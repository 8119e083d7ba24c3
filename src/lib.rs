pub mod config;
pub mod error;
pub mod fragment;
pub mod render;
pub mod reorder;
pub mod schema;
pub mod session;
pub mod slug;
pub mod sync;
pub mod template;
pub mod value;

pub use error::{LookupError, RenderError, ReorderError, SchemaError, SessionError, TemplateError};
pub use fragment::{Fragment, NodeId};
pub use schema::FieldSchema;
pub use session::{Capabilities, FieldSession, ReferencePick, RenderContext};
pub use slug::{SlugChecker, SlugLookup, SlugStatus};
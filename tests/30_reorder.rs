mod common;

use anyhow::Result;
use serde_json::json;

use fieldkit::error::{ReorderError, SessionError};
use fieldkit::reorder::ItemGeometry;
use fieldkit::session::FieldSession;

fn tags_session(tags: &[&str]) -> Result<FieldSession> {
    let stored = json!({"title": "t", "tags": tags}).to_string();
    Ok(FieldSession::render(
        "content",
        common::title_and_tags(),
        Some(&stored),
        common::ctx(),
    )?)
}

fn tag_values(session: &FieldSession) -> Result<Vec<String>> {
    let value = session.submission_value()?;
    Ok(value["tags"]
        .as_array()
        .expect("tags array")
        .iter()
        .map(|v| v.as_str().unwrap_or_default().to_string())
        .collect())
}

/// Uniform 100px rows starting at y=0, matching current item order
fn geometry(session: &FieldSession, list: fieldkit::NodeId) -> Vec<ItemGeometry> {
    session
        .items(list)
        .into_iter()
        .enumerate()
        .map(|(i, item)| ItemGeometry {
            item,
            top: i as f64 * 100.0,
            height: 100.0,
        })
        .collect()
}

#[test]
fn moves_permute_without_losing_values() -> Result<()> {
    let mut session = tags_session(&["a", "b", "c"])?;
    let list = session.list_named("content.tags").expect("tags list");

    let items = session.items(list);
    session.move_item_down(items[0])?;
    let items = session.items(list);
    session.move_item_up(items[2])?;

    // Every element survives; only the order changed.
    let mut sorted = tag_values(&session)?;
    sorted.sort();
    assert_eq!(sorted, vec!["a", "b", "c"]);
    assert_eq!(tag_values(&session)?, vec!["b", "c", "a"]);
    Ok(())
}

#[test]
fn boundary_moves_error_and_change_nothing() -> Result<()> {
    let mut session = tags_session(&["a", "b"])?;
    let list = session.list_named("content.tags").expect("tags list");
    let items = session.items(list);

    let err = session.move_item_up(items[0]).unwrap_err();
    assert!(matches!(err, SessionError::Reorder(ReorderError::AtBoundary)));
    let err = session.move_item_down(items[1]).unwrap_err();
    assert!(matches!(err, SessionError::Reorder(ReorderError::AtBoundary)));
    assert_eq!(tag_values(&session)?, vec!["a", "b"]);
    Ok(())
}

#[test]
fn stale_item_ids_error_instead_of_panicking() -> Result<()> {
    let mut session = tags_session(&["a", "b"])?;
    let list = session.list_named("content.tags").expect("tags list");
    let items = session.items(list);
    session.remove_item(items[0])?;

    // The removed item's id must be rejected by every reorder entry
    // point, as edit and remove_item already do.
    let err = session.move_item_up(items[0]).unwrap_err();
    assert!(matches!(err, SessionError::Reorder(ReorderError::NotAnItem(_))));
    let err = session.move_item_down(items[0]).unwrap_err();
    assert!(matches!(err, SessionError::Reorder(ReorderError::NotAnItem(_))));
    let err = session.drag_item(items[0], 50.0, &[]).unwrap_err();
    assert!(matches!(err, SessionError::Reorder(ReorderError::NotAnItem(_))));

    // The surviving item is untouched.
    assert_eq!(tag_values(&session)?, vec!["b"]);
    Ok(())
}

#[test]
fn drag_repositions_by_midpoint() -> Result<()> {
    let mut session = tags_session(&["a", "b", "c"])?;
    let list = session.list_named("content.tags").expect("tags list");
    let items = session.items(list);
    let geo = geometry(&session, list);

    // Pointer past b's midpoint (150) but short of c's (250).
    let to = session.drag_item(items[0], 180.0, &geo)?;
    assert_eq!(to, 1);
    assert_eq!(tag_values(&session)?, vec!["b", "a", "c"]);
    Ok(())
}

#[test]
fn drag_past_the_last_midpoint_appends() -> Result<()> {
    let mut session = tags_session(&["a", "b", "c"])?;
    let list = session.list_named("content.tags").expect("tags list");
    let items = session.items(list);
    let geo = geometry(&session, list);

    let to = session.drag_item(items[0], 500.0, &geo)?;
    assert_eq!(to, 2);
    assert_eq!(tag_values(&session)?, vec!["b", "c", "a"]);
    Ok(())
}

#[test]
fn order_labels_and_boundary_buttons_track_position() -> Result<()> {
    let mut session = tags_session(&["a", "b"])?;
    let list = session.list_named("content.tags").expect("tags list");
    let items = session.items(list);
    session.move_item_down(items[0])?;

    let f = session.fragment();
    let first = f.items(list)[0];
    let label = f
        .child_with_attr(first, "data-order-label", "true")
        .expect("order label");
    assert_eq!(f.text(label), Some("#1"));
    let up = f
        .child_with_attr(first, "data-action", "move-up")
        .expect("move-up button");
    assert!(f.has_attr(up, "disabled"));
    Ok(())
}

────

[Brief]:
The material is to be written out again in full, with no word altered.

[Solution to this problem]:
repository 8119e083d7ba24c3
filename src/lib.rs
pub mod config;
pub mod error;
pub mod fragment;
pub mod render;
pub mod reorder;
pub mod schema;
pub mod session;
pub mod slug;
pub mod sync;
pub mod template;
pub mod value;

pub use error::{LookupError, RenderError, ReorderError, SchemaError, SessionError, TemplateError};
pub use fragment::{Fragment, NodeId};
pub use schema::FieldSchema;
pub use session::{Capabilities, FieldSession, ReferencePick, RenderContext};
pub use slug::{SlugChecker, SlugLookup, SlugStatus};
filename tests/30_reorder.rs
mod common;

use anyhow::Result;
use serde_json::json;

use fieldkit::error::{ReorderError, SessionError};
use fieldkit::reorder::ItemGeometry;
use fieldkit::session::FieldSession;

fn tags_session(tags: &[&str]) -> Result<FieldSession> {
    let stored = json!({"title": "t", "tags": tags}).to_string();
    Ok(FieldSession::render(
        "content",
        common::title_and_tags(),
        Some(&stored),
        common::ctx(),
    )?)
}

fn tag_values(session: &FieldSession) -> Result<Vec<String>> {
    let value = session.submission_value()?;
    Ok(value["tags"]
        .as_array()
        .expect("tags array")
        .iter()
        .map(|v| v.as_str().unwrap_or_default().to_string())
        .collect())
}

/// Uniform 100px rows starting at y=0, matching current item order
fn geometry(session: &FieldSession, list: fieldkit::NodeId) -> Vec<ItemGeometry> {
    session
        .items(list)
        .into_iter()
        .enumerate()
        .map(|(i, item)| ItemGeometry {
            item,
            top: i as f64 * 100.0,
            height: 100.0,
        })
        .collect()
}

#[test]
fn moves_permute_without_losing_values() -> Result<()> {
    let mut session = tags_session(&["a", "b", "c"])?;
    let list = session.list_named("content.tags").expect("tags list");

    let items = session.items(list);
    session.move_item_down(items[0])?;
    let items = session.items(list);
    session.move_item_up(items[2])?;

    // Every element survives; only the order changed.
    let mut sorted = tag_values(&session)?;
    sorted.sort();
    assert_eq!(sorted, vec!["a", "b", "c"]);
    assert_eq!(tag_values(&session)?, vec!["b", "c", "a"]);
    Ok(())
}

#[test]
fn boundary_moves_error_and_change_nothing() -> Result<()> {
    let mut session = tags_session(&["a", "b"])?;
    let list = session.list_named("content.tags").expect("tags list");
    let items = session.items(list);

    let err = session.move_item_up(items[0]).unwrap_err();
    assert!(matches!(err, SessionError::Reorder(ReorderError::AtBoundary)));
    let err = session.move_item_down(items[1]).unwrap_err();
    assert!(matches!(err, SessionError::Reorder(ReorderError::AtBoundary)));
    assert_eq!(tag_values(&session)?, vec!["a", "b"]);
    Ok(())
}

#[test]
fn stale_item_ids_error_instead_of_panicking() -> Result<()> {
    let mut session = tags_session(&["a", "b"])?;
    let list = session.list_named("content.tags").expect("tags list");
    let items = session.items(list);
    session.remove_item(items[0])?;

    // The removed item's id must be rejected by every reorder entry
    // point, as edit and remove_item already do.
    let err = session.move_item_up(items[0]).unwrap_err();
    assert!(matches!(err, SessionError::Reorder(ReorderError::NotAnItem(_))));
    let err = session.move_item_down(items[0]).unwrap_err();
    assert!(matches!(err, SessionError::Reorder(ReorderError::NotAnItem(_))));
    let err = session.drag_item(items[0], 50.0, &[]).unwrap_err();
    assert!(matches!(err, SessionError::Reorder(ReorderError::NotAnItem(_))));

    // The surviving item is untouched.
    assert_eq!(tag_values(&session)?, vec!["b"]);
    Ok(())
}

#[test]
fn drag_repositions_by_midpoint() -> Result<()> {
    let mut session = tags_session(&["a", "b", "c"])?;
    let list = session.list_named("content.tags").expect("tags list");
    let items = session.items(list);
    let geo = geometry(&session, list);

    // Pointer past b's midpoint (150) but short of c's (250).
    let to = session.drag_item(items[0], 180.0, &geo)?;
    assert_eq!(to, 1);
    assert_eq!(tag_values(&session)?, vec!["b", "a", "c"]);
    Ok(())
}

#[test]
fn drag_past_the_last_midpoint_appends() -> Result<()> {
    let mut session = tags_session(&["a", "b", "c"])?;
    let list = session.list_named("content.tags").expect("tags list");
    let items = session.items(list);
    let geo = geometry(&session, list);

    let to = session.drag_item(items[0], 500.0, &geo)?;
    assert_eq!(to, 2);
    assert_eq!(tag_values(&session)?, vec!["b", "c", "a"]);
    Ok(())
}

#[test]
fn order_labels_and_boundary_buttons_track_position() -> Result<()> {
    let mut session = tags_session(&["a", "b"])?;
    let list = session.list_named("content.tags").expect("tags list");
    let items = session.items(list);
    session.move_item_down(items[0])?;

    let f = session.fragment();
    let first = f.items(list)[0];
    let label = f
        .child_with_attr(first, "data-order-label", "true")
        .expect("order label");
    assert_eq!(f.text(label), Some("#1"));
    let up = f
        .child_with_attr(first, "data-action", "move-up")
        .expect("move-up button");
    assert!(f.has_attr(up, "disabled"));
    Ok(())
}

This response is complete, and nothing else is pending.